PART 1
The engineer stared at the log timeline.
Then zoomed in.
“These timestamps are wrong.”
The IT manager frowned.
“What do you mean wrong?”
The engineer pointed at the screen.
“The system shows the intern logged in at 09:14.”
“But the crash started at 09:11.”
Silence.
The CEO stepped closer.
“Explain.”
The engineer continued.
“The system wasn’t accessed from this terminal.”
“It was accessed remotely.”
He clicked again.
A hidden admin session appeared.
The room went quiet.
“This is a privileged access key.”
The intern looked confused.
“I don’t even have admin rights…”
The engineer nodded.
“Exactly.”
He zoomed in further.
The access originated from an executive-level account.
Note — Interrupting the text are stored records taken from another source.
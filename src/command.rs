//! Commands: one value per user gesture, consumed by [`crate::app::App::handle`].

use crate::selection::ClickModifiers;
use crate::table::Field;

#[derive(Debug, Clone, Copy, PartialEq, Eq)]
pub enum Direction {
    Up,
    Down,
    Left,
    Right,
}

#[derive(Debug, Clone, PartialEq, Eq)]
pub enum Command {
    // === Selection ===
    /// Click on the row at display position `row`
    Select {
        row: usize,
        modifiers: ClickModifiers,
    },
    /// Move the cell cursor
    MoveCursor(Direction),
    /// Move the cursor up/down and range-select from the anchor (Shift+Arrow)
    ExtendSelection(Direction),

    // === Inline editing ===
    /// Start editing a cell (double-click, Enter)
    BeginEdit { row: usize, field: Field },
    EditInsert(char),
    /// Bracketed paste into the edit buffer
    EditInsertStr(String),
    EditBackspace,
    EditDelete,
    EditLeft,
    EditRight,
    EditHome,
    EditEnd,
    /// The edited cell lost focus
    CommitEdit,
    CancelEdit,

    // === Row mutations ===
    AddRow,
    DeleteSelected,
    Undo,
    Redo,

    // === Misc ===
    ExportCsv,
    ToggleHelp,
    Quit,
}

impl Command {
    /// Commands that operate on the edit buffer and keep the edit open.
    pub fn is_edit_input(&self) -> bool {
        matches!(
            self,
            Command::EditInsert(_)
                | Command::EditInsertStr(_)
                | Command::EditBackspace
                | Command::EditDelete
                | Command::EditLeft
                | Command::EditRight
                | Command::EditHome
                | Command::EditEnd
                | Command::CommitEdit
                | Command::CancelEdit
        )
    }
}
The CEO’s expression changed slightly.
The engineer said calmly:
“Someone used his session.”
“To hide their own access.”
The IT manager went pale.
“But that means…”
The engineer finished the sentence:
“Someone inside this room triggered the crash.”
All eyes slowly shifted.
Not to the intern anymore.
But toward management access logs.
PART 2
The engineer exported the full audit trail.
Layer by layer.
The truth unfolded.
A scheduled script had been inserted into the production system.
Not by the intern.
But by a senior operations account.
Linked to the trading risk department.
The CEO’s face tightened.
“Why would they do that?”
The engineer didn’t answer immediately.
Then said:
“Because someone was trying to delay a high-frequency trade.”
Silence.
A second later…
Another system alert appeared.
It wasn’t a crash.
It was a forced reroute of market orders.
The CEO realized it instantly.
“This wasn’t a mistake.”
“This was manipulation.”
The intern stood still, confused.
“I just ran a test like I was told…”
The engineer nodded.
“You were used as a scapegoat.”
The CEO turned slowly.
“Who authorized the script?”
The engineer pulled up one final log.
A senior executive approval signature.
The room froze.
Minutes later…
The intern was cleared.
The real responsible account was suspended.
And the company launched an internal investigation.
The CEO looked at the intern for a long moment.
Then said quietly:
“You didn’t break the system.”
“You exposed it.”
The intern didn’t answer.
He just exhaled for the first time that day.